PROBLEM DESCRIPTION:
The lines from the start of the records below through the line containing "first. An empty" are to be copied exactly, both ends included, with nothing added.

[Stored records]
+ + +

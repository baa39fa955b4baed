//! # Filter Aggregator
//!
//! Turns a saved filter into the list of freets it selects.
//!
//! Criteria are OR-combined within and across the author, tag and intent
//! slots: the result is the union of every lookup, newest first. An empty
//! slot contributes nothing, so a filter with no criteria selects nothing.

use std::collections::BTreeSet;
use std::sync::Arc;

use log::{debug, warn};
use uuid::Uuid;

use crate::access::AccessPolicy;
use crate::error::{AppError, Result};
use crate::lookup::RelationLookups;
use crate::models::Freet;
use crate::traits::{FilterRepo, FreetRepo, Repositories};

#[derive(Clone)]
pub struct FilterAggregator {
    filters: Arc<dyn FilterRepo>,
    freets: Arc<dyn FreetRepo>,
    lookups: RelationLookups,
    policy: Arc<dyn AccessPolicy>,
}

impl FilterAggregator {
    pub fn new(repos: &Repositories, policy: Arc<dyn AccessPolicy>) -> Self {
        Self {
            filters: repos.filters.clone(),
            freets: repos.freets.clone(),
            lookups: RelationLookups::new(
                repos.freets.clone(),
                repos.tags.clone(),
                repos.intents.clone(),
            ),
            policy,
        }
    }

    /// Resolves and authorizes the filter, then aggregates.
    ///
    /// `NotFound` and `Forbidden` are decided before any lookup runs. Lookup
    /// phases run in order and the first failure aborts the whole call.
    pub async fn apply_filter(&self, filter_id: Uuid, requester: Option<Uuid>) -> Result<Vec<Freet>> {
        let filter = self
            .filters
            .get(filter_id)
            .await?
            .ok_or_else(|| AppError::not_found("Filter", filter_id))?;

        if !self.policy.can_view(&filter, requester) {
            warn!("filter {filter_id} is private, rejecting requester {requester:?}");
            return Err(AppError::Forbidden(
                "Cannot read other users' filters.".to_string(),
            ));
        }

        let criteria = &filter.criteria;
        let mut matched = BTreeSet::new();

        for author in &criteria.authors {
            matched.extend(self.lookups.by_author(*author).await?);
        }
        debug!("filter {filter_id}: {} freets after author phase", matched.len());

        for label in &criteria.tags {
            matched.extend(self.lookups.by_tag(label).await?);
        }
        debug!("filter {filter_id}: {} freets after tag phase", matched.len());

        for kind in &criteria.intents {
            matched.extend(self.lookups.by_intent(*kind).await?);
        }
        debug!("filter {filter_id}: {} freets after intent phase", matched.len());

        if matched.is_empty() {
            return Ok(Vec::new());
        }

        let mut freets = self
            .freets
            .fetch_by_ids(&matched)
            .await
            .map_err(AppError::lookup)?;
        newest_first(&mut freets);
        Ok(freets)
    }
}

/// Creation time descending; id descending breaks ties.
pub fn newest_first(freets: &mut [Freet]) {
    freets.sort_by(|a, b| b.created_at.cmp(&a.created_at).then_with(|| b.id.cmp(&a.id)));
}
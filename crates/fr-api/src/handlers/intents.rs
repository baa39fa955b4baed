use actix_web::{web, HttpResponse};
use fr_core::{validation, AppError};
use serde::Deserialize;
use serde_json::json;
use uuid::Uuid;

use super::{authored_freet, existing_freet, newest_freets, ApiResult};
use crate::extract::Requester;
use crate::state::AppState;

#[derive(Deserialize)]
pub struct IntentQuery {
    pub intent: String,
}

#[derive(Deserialize)]
pub struct NewIntent {
    pub intent: String,
    #[serde(default)]
    pub supplement: Option<String>,
}

pub async fn view(data: web::Data<AppState>, query: web::Query<IntentQuery>) -> ApiResult<HttpResponse> {
    let kind = validation::intent_kind(&query.intent)?;
    let ids = data.repos.intents.post_ids_by_kind(kind).await?;
    Ok(HttpResponse::Ok().json(newest_freets(&data, ids).await?))
}

pub async fn get(data: web::Data<AppState>, path: web::Path<Uuid>) -> ApiResult<HttpResponse> {
    let freet_id = path.into_inner();
    existing_freet(&data, freet_id).await?;
    let intent = data
        .repos
        .intents
        .get(freet_id)
        .await?
        .ok_or_else(|| AppError::not_found("Intent for freet", freet_id))?;
    Ok(HttpResponse::Ok().json(intent))
}

pub async fn add(
    data: web::Data<AppState>,
    requester: Requester,
    path: web::Path<Uuid>,
    body: web::Json<NewIntent>,
) -> ApiResult<HttpResponse> {
    let requester = requester.require()?;
    let freet_id = path.into_inner();
    authored_freet(&data, freet_id, requester).await?;

    let kind = validation::intent_kind(&body.intent)?;
    let supplement = body.supplement.as_deref().filter(|s| !s.is_empty());
    validation::intent_supplement(kind, supplement)?;

    if data.repos.intents.get(freet_id).await?.is_some() {
        return Err(AppError::Conflict("This freet already has an intent.".to_string()).into());
    }

    let intent = data
        .repos
        .intents
        .add(freet_id, kind, supplement.map(str::to_string))
        .await?;
    Ok(HttpResponse::Created().json(json!({
        "message": "Your intent was added successfully.",
        "intent": intent,
    })))
}

pub async fn delete(
    data: web::Data<AppState>,
    requester: Requester,
    path: web::Path<Uuid>,
) -> ApiResult<HttpResponse> {
    let requester = requester.require()?;
    let freet_id = path.into_inner();
    authored_freet(&data, freet_id, requester).await?;

    if !data.repos.intents.delete(freet_id).await? {
        return Err(AppError::not_found("Intent for freet", freet_id).into());
    }
    Ok(HttpResponse::Ok().json(json!({ "message": "Your intent was deleted successfully." })))
}
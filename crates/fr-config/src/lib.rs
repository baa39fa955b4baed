//! # fr-config
//!
//! Layered settings for the Fritter binary:
//! built-in defaults, then `config/fritter.toml` (optional), then
//! `FRITTER__<SECTION>__<KEY>` environment variables.

use std::path::PathBuf;

use config::builder::DefaultState;
use config::{Config, ConfigBuilder, Environment, File, FileFormat};
use serde::Deserialize;
use thiserror::Error;

/// Path of the optional settings file, without extension.
pub const DEFAULT_FILE: &str = "config/fritter";
pub const ENV_PREFIX: &str = "FRITTER";

#[derive(Error, Debug)]
pub enum ConfigError {
    #[error("failed to load configuration: {0}")]
    Load(#[from] config::ConfigError),
}

#[derive(Debug, Clone, Deserialize)]
pub struct Settings {
    pub server: ServerSettings,
    pub database: DatabaseSettings,
    pub log: LogSettings,
    #[serde(default)]
    pub cors: CorsSettings,
}

#[derive(Debug, Clone, Deserialize)]
pub struct ServerSettings {
    pub host: String,
    pub port: u16,
    /// 0 lets actix pick one worker per core.
    pub workers: usize,
}

#[derive(Debug, Clone, Deserialize)]
pub struct DatabaseSettings {
    pub url: String,
    pub max_connections: u32,
}

#[derive(Debug, Clone, Deserialize)]
pub struct LogSettings {
    /// Default `env_logger` filter; `RUST_LOG` still wins.
    pub level: String,
}

#[derive(Debug, Clone, Default, Deserialize)]
pub struct CorsSettings {
    /// `None` allows any origin.
    pub allowed_origin: Option<String>,
}

/// Loads `.env` into the process environment, returning the file used.
///
/// Runs before logging is initialised, so the caller reports the outcome.
pub fn load_dotenv() -> Result<Option<PathBuf>, dotenvy::Error> {
    found(dotenvy::dotenv())
}

fn found(result: Result<PathBuf, dotenvy::Error>) -> Result<Option<PathBuf>, dotenvy::Error> {
    match result {
        Ok(path) => Ok(Some(path)),
        Err(e) if e.not_found() => Ok(None),
        Err(e) => Err(e),
    }
}

impl Settings {
    /// Loads the default settings file and the environment.
    pub fn load() -> Result<Self, ConfigError> {
        let settings = defaults()?
            .add_source(File::with_name(DEFAULT_FILE).required(false))
            .add_source(
                Environment::with_prefix(ENV_PREFIX)
                    .separator("__")
                    .try_parsing(true),
            )
            .build()?
            .try_deserialize()?;
        Ok(settings)
    }

    /// Defaults overlaid with an inline TOML document.
    pub fn from_toml(toml: &str) -> Result<Self, ConfigError> {
        let settings = defaults()?
            .add_source(File::from_str(toml, FileFormat::Toml))
            .build()?
            .try_deserialize()?;
        Ok(settings)
    }

    pub fn bind_address(&self) -> (String, u16) {
        (self.server.host.clone(), self.server.port)
    }
}

fn defaults() -> Result<ConfigBuilder<DefaultState>, config::ConfigError> {
    Config::builder()
        .set_default("server.host", "127.0.0.1")?
        .set_default("server.port", 8080)?
        .set_default("server.workers", 0)?
        .set_default("database.url", "sqlite:fritter.db")?
        .set_default("database.max_connections", 5)?
        .set_default("log.level", "info")
}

+ + +

OUTPUT OF THE EXERCISE:
repository baa39fa955b4baed
//! # Filter Aggregator
//!
//! Turns a saved filter into the list of freets it selects.
//!
//! Criteria are OR-combined within and across the author, tag and intent
//! slots: the result is the union of every lookup, newest first. An empty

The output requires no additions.